… Winkle in Time

 

“Are you Brad?” the old man asked as the orderly pushed him and the gurney he rode on up the long hallway of the hospital.

“What? Me? No no, I could never … I mean, he’s … well, magister minus. I’m sort of like a Not-Brad, you know what I mean?”

“No.”

“Hmm, well,” and with that the orderly put on a very strange voice. It sounded to the old man like nothing so much as an aged and scratch vinyl recording of an actor affecting a character’s voice.

“My dear fellow,” the orderly continued in his new—yet very old sounding—voice, “life is infinitely stranger than anything the mind of man could invent. Don’t you agree?”

The orderly looked at the old man as if he expected an answer.

“Well, yes, I suppose so,” said the old man, “but—”

“We would not dare to conceive the things which are mere commonplaces of existence.”

“Maybe, but aren’t we capable of imagining things that never—”

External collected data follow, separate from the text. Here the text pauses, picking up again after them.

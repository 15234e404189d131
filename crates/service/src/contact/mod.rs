//! Contact intake: domain (validation), repository (persistence), service (workflow).

pub mod domain;
pub mod errors;
pub mod repository;
pub mod repo;
pub mod service;

pub use service::ContactService;
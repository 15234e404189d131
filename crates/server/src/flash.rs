//! One-shot messages carried to the next page in a cookie.
//!
//! The cookie holds a short code, never the text itself.

use axum_extra::extract::cookie::{Cookie, CookieJar};
use serde::Serialize;

use service::contact::domain::SUCCESS_MESSAGE;

pub const FLASH_COOKIE: &str = "flash";

#[derive(Clone, Copy, Debug, PartialEq, Eq)]
pub enum Flash {
    ContactReceived,
}

impl Flash {
    fn code(self) -> &'static str {
        match self {
            Flash::ContactReceived => "contact_received",
        }
    }

    fn from_code(code: &str) -> Option<Self> {
        match code {
            "contact_received" => Some(Flash::ContactReceived),
            _ => None,
        }
    }

    fn message(self) -> FlashMessage {
        match self {
            Flash::ContactReceived => FlashMessage { level: "success", message: SUCCESS_MESSAGE.to_string() },
        }
    }
}

#[derive(Clone, Debug, PartialEq, Eq, Serialize)]
pub struct FlashMessage {
    pub level: &'static str,
    pub message: String,
}

pub fn push(jar: CookieJar, flash: Flash) -> CookieJar {
    jar.add(Cookie::build((FLASH_COOKIE, flash.code())).path("/").http_only(true))
}

/// Read and clear pending messages.
pub fn take(jar: CookieJar) -> (CookieJar, Vec<FlashMessage>) {
    let Some(code) = jar.get(FLASH_COOKIE).map(|c| c.value().to_string()) else {
        return (jar, Vec::new());
    };
    let jar = jar.remove(Cookie::build(FLASH_COOKIE).path("/"));
    let messages = Flash::from_code(&code).map(Flash::message).into_iter().collect();
    (jar, messages)
}

#[cfg(test)]
mod tests {
    use super::*;

    #[test]
    fn take_returns_pushed_message_once() {
        let jar = push(CookieJar::new(), Flash::ContactReceived);
        let (jar, messages) = take(jar);
        assert_eq!(messages.len(), 1);
        assert_eq!(messages[0].message, SUCCESS_MESSAGE);
        let (_, again) = take(jar);
        assert!(again.is_empty());
    }

    #[test]
    fn unknown_code_is_dropped() {
        let jar = CookieJar::new().add(Cookie::new(FLASH_COOKIE, "bogus"));
        let (_, messages) = take(jar);
        assert!(messages.is_empty());
    }
}
//! Create `training` table.
//! Same shape as `service` plus duration, level and curriculum.
use sea_orm_migration::{prelude::*, schema::*};

#[derive(DeriveMigrationName)]
pub struct Migration;

#[async_trait::async_trait]
impl MigrationTrait for Migration {
    async fn up(&self, manager: &SchemaManager) -> Result<(), DbErr> {
        manager
            .create_table(
                Table::create()
                    .table(Training::Table)
                    .if_not_exists()
                    .col(pk_auto(Training::Id))
                    .col(string_len(Training::Name, 200).not_null())
                    .col(string_len(Training::ShortDescription, 300).not_null())
                    .col(text(Training::FullDescription).not_null())
                    .col(string_len(Training::Image, 255).not_null())
                    .col(string_len(Training::Duration, 100).default(""))
                    .col(string_len(Training::Level, 20).default("beginner"))
                    .col(text(Training::Features).default(""))
                    .col(text(Training::Curriculum).default(""))
                    .col(string_len_null(Training::PdfFile, 255))
                    .col(boolean(Training::IsFeatured).default(false))
                    .col(integer(Training::Order).default(0))
                    .col(timestamp_with_time_zone(Training::CreatedAt).not_null())
                    .col(timestamp_with_time_zone(Training::UpdatedAt).not_null())
                    .to_owned(),
            )
            .await
    }

    async fn down(&self, manager: &SchemaManager) -> Result<(), DbErr> {
        manager.drop_table(Table::drop().table(Training::Table).to_owned()).await
    }
}

#[derive(DeriveIden)]
enum Training {
    Table,
    Id,
    Name,
    ShortDescription,
    FullDescription,
    Image,
    Duration,
    Level,
    Features,
    Curriculum,
    PdfFile,
    IsFeatured,
    Order,
    CreatedAt,
    UpdatedAt,
}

“Here we are!” the orderly interrupted and gave the gurney a big push into the kitchen. The old man thought for a moment he was going to have another gurney accident—

Another one? Have I had one before? Do I remember it now? But the memory was as fleeting as the sensation that the gurney was going to crash. The rolling bed slowed and stopped, with a gentle bump, against one of the freezers. The unlocked one. The old man reached out to open the freezer and show the orderly what he had discovered earlier that day.

“Tsk tsk,” the orderly clicked his teeth. “Corpus delicti non tangere, which is as much to say, don’t spoil the goods, man.”

“How do you propose solving this mystery without opening the freezers?”

“Through logic, my good man, pure deductive reasoning. How do you think I knew about your stash of baseball cards?”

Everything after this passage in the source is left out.